Подпись внутри самого рисунка: В Трокадеро. Клотильда и Александр Сахаровы в «Негритянской песне» и «Гитаре»

Несколькими месяцами ранее в Лозанне находит приют еще один «порвавший со средой» танцовщик, на сей раз русский. Его имя – Александр Сахаров. Из-за войны ему пришлось покинуть Мюнхен, где он давал серию сольных выступлений. Его друзья, художники Марианна фон Веревкин и Алексей фон Явленский незадолго перед тем обосновались в Сент-Прексе, прелестной деревушке, также расположенной на берегу озера, возле Моржа. Сахаров присоединяется к ним.

Его творческая манера только вызревает. А значит, вполне естественно, что он сближается с женевцем Эмилем Жак-Далькрозом. Основатель ритмики принадлежит к числу тех, кто подписал письмо протеста против варварского акта немцев – бомбардировки Реймского собора в сентябре 1914 года. За это его подвергают репрессиям: двери его института в Хеллерау, неподалеку от Дрездена, отныне для него закрыты. Преодолевая отчаяние, «Мсье Жак» при поддержке нескольких влиятельных лиц намерен открыть в Женеве собственную школу[155]. Именно у Далькроза Сахаров встречается с Дягилевым и Стравинским[156]. Что это – визит вежливости или рабочая встреча?

Школа Дункан на сцене

В 1916 году, когда Айседора, отправившаяся в турне по Латинской Америке, оказалась не в состоянии выслать ученицам ежемесячный чек, а их личные сбережения подошли к концу, возникает идея организовать в их пользу благотворительный спектакль. Устраивать его без формального согласия Айседоры неловко. За советом обращаются к друзьям «Школы», в частности, к композитору Эрнесту Блоху, который пока еще живет в Женеве: в США он переедет в том же 1916 году и сделает там блестящую карьеру. Наконец Августин Дункан, брат Айседоры, на попечение которого она оставила своих учениц, берет на себя ответственность за несколько представлений. Первый спектакль будет дан в Большом театре.

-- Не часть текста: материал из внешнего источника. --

//! Full-pass aggregation throughput
//!
//! Run with: cargo bench --package leadcal-engine --bench aggregate

#![allow(missing_docs)]

use criterion::{black_box, criterion_group, criterion_main, BenchmarkId, Criterion, Throughput};
use leadcal_engine::{AggregationInput, AggregationTuning, ChunkedAggregator, SnapshotHolder};
use leadcal_identity::SellerIndex;
use leadcal_model::{ContactFilters, Period};
use leadcal_test_utils::{five_seller_roster, mixed_events};
use std::sync::Arc;

const EVENTS: usize = 100_000;

fn input(filters: ContactFilters) -> AggregationInput {
    let period = Period::new(2026, 10).unwrap();
    let (events, _) = mixed_events(period, EVENTS, 97);
    AggregationInput {
        period,
        filters,
        events: events.into(),
        index: Arc::new(SellerIndex::build(&five_seller_roster())),
    }
}

fn bench_full_pass(c: &mut Criterion) {
    let rt = tokio::runtime::Builder::new_current_thread()
        .enable_time()
        .build()
        .unwrap();
    let input = input(ContactFilters::new());

    let mut group = c.benchmark_group("full_pass");
    group.throughput(Throughput::Elements(EVENTS as u64));
    for slice_size in [500, 6000, EVENTS] {
        let aggregator = ChunkedAggregator::new(
            AggregationTuning::new().with_slice_size(slice_size),
            Arc::new(SnapshotHolder::new()),
        );
        group.bench_with_input(
            BenchmarkId::new("slice", slice_size),
            &input,
            |b, input| {
                b.to_async(&rt).iter(|| async {
                    let ticket = aggregator.begin();
                    black_box(aggregator.run(input.clone(), ticket).await)
                });
            },
        );
    }
    group.finish();
}

fn bench_filtered_pass(c: &mut Criterion) {
    let rt = tokio::runtime::Builder::new_current_thread()
        .enable_time()
        .build()
        .unwrap();
    let input = input(ContactFilters::new().with_status("Ativo").with_origin("email"));
    let aggregator =
        ChunkedAggregator::new(AggregationTuning::new(), Arc::new(SnapshotHolder::new()));

    c.bench_function("filtered_pass", |b| {
        b.to_async(&rt).iter(|| async {
            let ticket = aggregator.begin();
            black_box(aggregator.run(input.clone(), ticket).await)
        });
    });
}

criterion_group!(benches, bench_full_pass, bench_filtered_pass);
criterion_main!(benches);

«Это не балерины, а скорее мимы, и им, к сожалению, не всегда хватает чувства меры, – читаем мы в «Журналь де Женев». – Они не в точности воплощают музыку, как ученицы ритмической школы Далькроза. Они прыгают и передвигаются по сцене под музыку, как бы иллюстрируя ее: они не служат ей, вся их сила и движение выражают лишь их собственную резвость. Добавлю, что у них совершенно отсутствует страсть. Русские, попирающие музыку, которую танцуют, выглядят совсем иначе, они воодушевлены! А тут – никакого возбуждения, зато много нежности, стыдливости и томности. Очень мило и немного пошло»[157].

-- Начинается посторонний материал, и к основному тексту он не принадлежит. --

//! Engine configuration
//!
//! Loaded from TOML. Every section and field is optional:
//!
//! ```toml
//! [aggregation]
//! slice_size = 6000
//! yield_strategy = { mode = "paced", pace_ms = 4 }
//!
//! [identity]
//! index_cache_capacity = 64
//!
//! [live]
//! resync_on_update = true
//! recent_window_secs = 30
//! channel_capacity = 256
//! ```

use crate::error::ConfigError;
use leadcal_engine::{AggregationTuning, YieldStrategy};
use serde::{Deserialize, Serialize};
use std::path::Path;
use std::time::Duration;

/// Identity resolution settings
#[derive(Debug, Clone, Copy, PartialEq, Eq, Serialize, Deserialize)]
#[serde(default)]
pub struct IdentityConfig {
    /// Rosters whose resolution index is kept across passes
    pub index_cache_capacity: u64,
}

impl Default for IdentityConfig {
    fn default() -> Self {
        Self {
            index_cache_capacity: 64,
        }
    }
}

/// Live feed settings
#[derive(Debug, Clone, Copy, PartialEq, Eq, Serialize, Deserialize)]
#[serde(default)]
pub struct LiveConfig {
    /// Run a full sync after each accepted contacts update
    pub resync_on_update: bool,
    /// Window for [`FeedStatus::has_recent_updates`](crate::feed::FeedStatus::has_recent_updates)
    pub recent_window_secs: u64,
    /// Buffered frames between the transport and the engine
    pub channel_capacity: usize,
}

impl LiveConfig {
    #[inline]
    #[must_use]
    pub fn recent_window(&self) -> Duration {
        Duration::from_secs(self.recent_window_secs)
    }
}

impl Default for LiveConfig {
    fn default() -> Self {
        Self {
            resync_on_update: true,
            recent_window_secs: 30,
            channel_capacity: 256,
        }
    }
}

/// Top-level engine configuration
#[derive(Debug, Clone, Default, PartialEq, Eq, Serialize, Deserialize)]
#[serde(default)]
pub struct EngineConfig {
    pub aggregation: AggregationTuning,
    pub identity: IdentityConfig,
    pub live: LiveConfig,
}

impl EngineConfig {
    /// Create default configuration
    #[inline]
    #[must_use]
    pub fn new() -> Self {
        Self::default()
    }

    /// Parse and validate TOML text
    ///
    /// # Errors
    /// Returns [`ConfigError`] on malformed TOML or out-of-range values
    pub fn from_toml_str(text: &str) -> Result<Self, ConfigError> {
        let config: Self = toml::from_str(text)?;
        config.validate()?;
        Ok(config)
    }

    /// Read, parse and validate a TOML file
    ///
    /// # Errors
    /// Returns [`ConfigError`] when the file cannot be read or is invalid
    pub fn load(path: impl AsRef<Path>) -> Result<Self, ConfigError> {
        let path = path.as_ref();
        let text = std::fs::read_to_string(path).map_err(|source| ConfigError::Io {
            path: path.to_path_buf(),
            source,
        })?;
        let config = Self::from_toml_str(&text)?;
        tracing::debug!(path = %path.display(), ?config, "configuration loaded");
        Ok(config)
    }

    /// Check value ranges
    ///
    /// # Errors
    /// Returns [`ConfigError::Invalid`] naming the first bad field
    pub fn validate(&self) -> Result<(), ConfigError> {
        if self.aggregation.slice_size == 0 {
            return Err(ConfigError::Invalid {
                field: "aggregation.slice_size",
                reason: "must be at least 1".into(),
            });
        }
        if self.identity.index_cache_capacity == 0 {
            return Err(ConfigError::Invalid {
                field: "identity.index_cache_capacity",
                reason: "must be at least 1".into(),
            });
        }
        if self.live.channel_capacity == 0 {
            return Err(ConfigError::Invalid {
                field: "live.channel_capacity",
                reason: "must be at least 1".into(),
            });
        }
        Ok(())
    }

    /// With slice size
    #[inline]
    #[must_use]
    pub fn with_slice_size(mut self, slice_size: usize) -> Self {
        self.aggregation = self.aggregation.with_slice_size(slice_size);
        self
    }

    /// With yield strategy
    #[inline]
    #[must_use]
    pub fn with_yield_strategy(mut self, strategy: YieldStrategy) -> Self {
        self.aggregation = self.aggregation.with_yield_strategy(strategy);
        self
    }

    /// With roster index cache capacity
    #[inline]
    #[must_use]
    pub fn with_index_cache_capacity(mut self, capacity: u64) -> Self {
        self.identity.index_cache_capacity = capacity;
        self
    }

    /// With resync after live updates
    #[inline]
    #[must_use]
    pub fn with_resync_on_update(mut self, resync: bool) -> Self {
        self.live.resync_on_update = resync;
        self
    }

    /// With recent-update window
    #[inline]
    #[must_use]
    pub fn with_recent_window_secs(mut self, secs: u64) -> Self {
        self.live.recent_window_secs = secs;
        self
    }
}

#[cfg(test)]
mod tests {
    use super::*;
    use pretty_assertions::assert_eq;

    #[test]
    fn empty_text_gives_defaults() {
        let config = EngineConfig::from_toml_str("").unwrap();
        assert_eq!(config, EngineConfig::default());
        assert_eq!(config.aggregation.slice_size, 6000);
        assert_eq!(config.identity.index_cache_capacity, 64);
        assert!(config.live.resync_on_update);
        assert_eq!(config.live.recent_window(), Duration::from_secs(30));
    }

    #[test]
    fn partial_sections_merge_with_defaults() {
        let config = EngineConfig::from_toml_str(
            r#"
            [aggregation]
            slice_size = 500
            yield_strategy = { mode = "paced", pace_ms = 4 }

            [live]
            resync_on_update = false
            "#,
        )
        .unwrap();
        assert_eq!(config.aggregation.slice_size, 500);
        assert_eq!(
            config.aggregation.yield_strategy,
            YieldStrategy::Paced { pace_ms: 4 }
        );
        assert!(!config.live.resync_on_update);
        assert_eq!(config.live.channel_capacity, 256);
    }

    #[test]
    fn zero_slice_size_is_rejected() {
        let err = EngineConfig::from_toml_str("[aggregation]\nslice_size = 0\n").unwrap_err();
        assert!(matches!(
            err,
            ConfigError::Invalid {
                field: "aggregation.slice_size",
                ..
            }
        ));
    }

    #[test]
    fn unknown_mode_is_a_parse_error() {
        let err = EngineConfig::from_toml_str(
            "[aggregation]\nyield_strategy = { mode = \"idle\" }\n",
        )
        .unwrap_err();
        assert!(matches!(err, ConfigError::Parse(_)));
    }

    #[test]
    fn load_reads_file() {
        let dir = tempfile::tempdir().unwrap();
        let path = dir.path().join("leadcal.toml");
        std::fs::write(&path, "[identity]\nindex_cache_capacity = 8\n").unwrap();
        let config = EngineConfig::load(&path).unwrap();
        assert_eq!(config.identity.index_cache_capacity, 8);
    }

    #[test]
    fn load_reports_missing_file() {
        let err = EngineConfig::load("/nonexistent/leadcal.toml").unwrap_err();
        assert!(matches!(err, ConfigError::Io { .. }));
    }
}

С наступлением осени ученицам Айседоры Дункан приходится разделиться. Самые юные возвращаются к семьям, явно разочарованные, что им так недолго довелось поработать с наставницей. Шестеро старших, выпускницы берлинской школы в Грюневальде, Ирма, Анна, Эрика, Лиза, Марго и Тереза, которых критик Фернан Дивуар назвал Isadorables («обворожительными, как Айседора»), полны решимости вернуться в Нью-Йорк, куда Айседора возила их в 1914 году. Последний спектакль состоится в «Театр де Лозанн» 4 ноября 1916 года. В программе, в частности, «Аве Мария» и «Военный марш», танцы из «Орфея» и из «Ифигении» Глюка.

Дягилев знаком со Стравинским уже по меньшей мере три года. Именно в Хеллерау он встретил Мириам Рамберг – в то время еще не носившую псевдоним Мари Рамбер, – которая помогала Нижинскому во время репетиций «Весны священной». Однако скорее всего Дягилева и Стравинского привел в Женеву какой-то замысел. Об этом косвенно свидетельствует тот факт, что в январе 1915 года Стравинский просит у Ансерме адрес Далькроза.[158] Спустя два месяца он получает от Дягилева письмо с такой припиской: «Ранее, чем говорить с Далькрозом, надо посмотреть, какой у него материал»[159].

Дягилев предлагает Сахарову вступить в его труппу[160]. Но об этом не может быть и речи. Молодой человек – художник, костюмер, танцовщик, хореограф – вынашивает честолюбивые планы. В 1913 году в Мюнхене он встретил женщину своей жизни: немецкую красавицу-танцовщицу Клотильду фон дер Планиц, выступавшую под псевдонимом Клотильда фон Дерп. Артисты уже сотрудничают. На Рождество 1914 года они вновь встречаются в Берне. Между ними завязываются личные и профессиональные отношения.

Неудивительно, что осенью 1915 года Клотильда в сопровождении матери также приезжает в Лозанну. Официально – для того, чтобы брать уроки у маэстро Чеккетти. Дягилев охотно дает свое согласие.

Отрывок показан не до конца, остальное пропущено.